Todas as famílias têm a obrigação de todo sábado realizar o que para eles é chamado de

dia coletivo, ou seja, uma vez por semana as famílias se reúnem para a realização de

tarefas diversas no assentamento, como por exemplo, recuperar as cercas e a estrada,

fazer a limpeza da agrovila, entre outros.

Com relação às atividades produtivas geradoras de renda no assentamento, têm-se

apenas as atividades agropecuárias. Constata-se que as atividades produtivas coletivas

se concentram fundamentalmente na pecuária, com a criação de caprinos e bovinos de

forma bastante rudimentar. Já as atividades produtivas individuais são bastante

diversificadas, destacando-se: a criação de ovino-caprino, de bovinos, de suínos, além

do desenvolvimento da apicultura. Na produção agrícola, sobressaem as culturas de

subsistência (milho e feijão), além do desenvolvimento da fruticultura irrigada (banana)

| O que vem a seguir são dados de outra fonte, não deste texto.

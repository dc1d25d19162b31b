pub mod error;
pub mod session;
pub mod store;

use serde::{Deserialize, Serialize};

pub use error::StoreError;
pub use session::Session;
pub use store::{CredentialKey, CredentialStore, FileCredentialStore, MemoryCredentialStore};

/// Closed set of roles a console user can hold
#[derive(Debug, Clone, Copy, PartialEq, Eq, Hash, PartialOrd, Ord, Serialize, Deserialize)]
pub enum Role {
    Landlord,
    AgencyAdmin,
    Manager,
    Maintenance,
    Tenant,
    Viewer,
}

/// Roles that own or manage property
pub const OWNER_ROLES: &[Role] = &[Role::Landlord, Role::AgencyAdmin, Role::Manager];

pub const TENANT_ROLES: &[Role] = &[Role::Tenant];

/// Roles an owner may hand out through an invitation
pub const INVITABLE_ROLES: &[Role] = &[Role::Tenant, Role::Maintenance, Role::Viewer];

impl Role {
    pub const ALL: [Role; 6] = [
        Role::Landlord,
        Role::AgencyAdmin,
        Role::Manager,
        Role::Maintenance,
        Role::Tenant,
        Role::Viewer,
    ];

    pub fn as_str(&self) -> &'static str {
        match self {
            Role::Landlord => "Landlord",
            Role::AgencyAdmin => "AgencyAdmin",
            Role::Manager => "Manager",
            Role::Maintenance => "Maintenance",
            Role::Tenant => "Tenant",
            Role::Viewer => "Viewer",
        }
    }

    pub fn is_owner(&self) -> bool {
        OWNER_ROLES.contains(self)
    }

    pub fn can_edit_maintenance_status(&self) -> bool {
        self.is_owner() || *self == Role::Maintenance
    }

    /// Only tenants file new maintenance tickets
    pub fn can_report_maintenance(&self) -> bool {
        *self == Role::Tenant
    }

    pub fn is_invitable(&self) -> bool {
        INVITABLE_ROLES.contains(self)
    }
}

impl std::fmt::Display for Role {
    fn fmt(&self, f: &mut std::fmt::Formatter<'_>) -> std::fmt::Result {
        f.write_str(self.as_str())
    }
}

#[derive(Debug, Clone, PartialEq, Eq)]
pub struct UnknownRole(pub String);

impl std::fmt::Display for UnknownRole {
    fn fmt(&self, f: &mut std::fmt::Formatter<'_>) -> std::fmt::Result {
        write!(f, "Unknown role: {}", self.0)
    }
}

impl std::error::Error for UnknownRole {}

impl std::str::FromStr for Role {
    type Err = UnknownRole;

    fn from_str(s: &str) -> Result<Self, Self::Err> {
        Role::ALL
            .iter()
            .copied()
            .find(|r| r.as_str() == s)
            .ok_or_else(|| UnknownRole(s.to_string()))
    }
}

/// Locally persisted authentication state. Expiry is enforced by the server.
#[derive(Debug, Clone, Default, PartialEq, Eq, Serialize, Deserialize)]
#[serde(rename_all = "camelCase")]
pub struct Credentials {
    pub token: Option<String>,
    pub role: Option<Role>,
    pub organization_id: Option<String>,
}

impl Credentials {
    pub fn new(token: impl Into<String>, role: Role, organization_id: impl Into<String>) -> Self {
        Self {
            token: Some(token.into()),
            role: Some(role),
            organization_id: Some(organization_id.into()),
        }
    }

    pub fn anonymous() -> Self {
        Self::default()
    }

    pub fn is_authenticated(&self) -> bool {
        self.token.as_deref().is_some_and(|t| !t.is_empty())
    }
}

#[cfg(test)]
mod tests {
    use super::*;

    #[test]
    fn test_role_round_trips_through_str() {
        for role in Role::ALL {
            assert_eq!(role.as_str().parse::<Role>().unwrap(), role);
        }
        assert!("landlord".parse::<Role>().is_err());
    }

    #[test]
    fn test_role_capabilities() {
        assert!(Role::Manager.can_edit_maintenance_status());
        assert!(Role::Maintenance.can_edit_maintenance_status());
        assert!(!Role::Tenant.can_edit_maintenance_status());
        assert!(Role::Tenant.can_report_maintenance());
        assert!(!Role::Landlord.can_report_maintenance());
        assert!(Role::Viewer.is_invitable());
        assert!(!Role::AgencyAdmin.is_invitable());
    }

    #[test]
    fn test_empty_token_is_not_authenticated() {
        let creds = Credentials {
            token: Some(String::new()),
            role: Some(Role::Landlord),
            organization_id: None,
        };
        assert!(!creds.is_authenticated());
        assert!(Credentials::new("t", Role::Viewer, "o").is_authenticated());
    }
}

por parte de algumas famílias e da horticultura, nos quintais produtivos.

A comercialização da produção é bastante incipiente, sendo a maior parte da produção

destinada ao consumo próprio, destacando-se apenas três famílias que desenvolvem a

fruticultura irrigada e duas famílias que desenvolvem a atividade apícola, vendendo a

produção excedente a atravessadores.

Neste contexto, em razão da baixa produtividade e incipiente geração de renda, a

maioria das famílias se submete ao trabalho fora do assentamento, ou seja, ao trabalho

acessório, como condição para a reprodução física e social da família.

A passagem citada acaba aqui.